Work request: Repeat the records given below in full, with no changes.

Supplied data START

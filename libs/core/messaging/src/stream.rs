//! Stream bootstrap.

use crate::config::WorkerConfig;
use crate::error::QueueError;
use async_nats::jetstream::stream::{Config as JsStreamConfig, DiscardPolicy, RetentionPolicy, StorageType};
use async_nats::jetstream::Context;
use tracing::{debug, info};

/// Ensure the notification stream exists, creating it if absent.
///
/// Idempotent: an existing stream is left untouched. The created stream
/// uses work-queue retention (each message is removed once a consumer
/// acknowledges it), discards oldest-first on overflow, evicts anything
/// older than `config.max_age`, and survives restarts on file storage.
pub async fn ensure_stream(jetstream: &Context, config: &WorkerConfig) -> Result<(), QueueError> {
    if jetstream.get_stream(&config.stream_name).await.is_ok() {
        debug!(stream = %config.stream_name, "Stream already exists");
        return Ok(());
    }

    info!(
        stream = %config.stream_name,
        subjects = ?config.subjects,
        "Creating stream"
    );

    jetstream
        .create_stream(JsStreamConfig {
            name: config.stream_name.clone(),
            description: Some("notification stream".to_string()),
            subjects: config.subjects.clone(),
            retention: RetentionPolicy::WorkQueue,
            discard: DiscardPolicy::Old,
            max_age: config.max_age,
            storage: StorageType::File,
            ..Default::default()
        })
        .await
        .map_err(QueueError::jetstream)?;

    info!(stream = %config.stream_name, "Stream created");

    Ok(())
}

Supplied data END

Your solution:
filename libs/core/messaging/src/stream.rs
//! Stream bootstrap.

use crate::config::WorkerConfig;
use crate::error::QueueError;
use async_nats::jetstream::stream::{Config as JsStreamConfig, DiscardPolicy, RetentionPolicy, StorageType};
use async_nats::jetstream::Context;
use tracing::{debug, info};

/// Ensure the notification stream exists, creating it if absent.
///
/// Idempotent: an existing stream is left untouched. The created stream
/// uses work-queue retention (each message is removed once a consumer
/// acknowledges it), discards oldest-first on overflow, evicts anything
/// older than `config.max_age`, and survives restarts on file storage.
pub async fn ensure_stream(jetstream: &Context, config: &WorkerConfig) -> Result<(), QueueError> {
    if jetstream.get_stream(&config.stream_name).await.is_ok() {
        debug!(stream = %config.stream_name, "Stream already exists");
        return Ok(());
    }

    info!(
        stream = %config.stream_name,
        subjects = ?config.subjects,
        "Creating stream"
    );

    jetstream
        .create_stream(JsStreamConfig {
            name: config.stream_name.clone(),
            description: Some("notification stream".to_string()),
            subjects: config.subjects.clone(),
            retention: RetentionPolicy::WorkQueue,
            discard: DiscardPolicy::Old,
            max_age: config.max_age,
            storage: StorageType::File,
            ..Default::default()
        })
        .await
        .map_err(QueueError::jetstream)?;

    info!(stream = %config.stream_name, "Stream created");

    Ok(())
}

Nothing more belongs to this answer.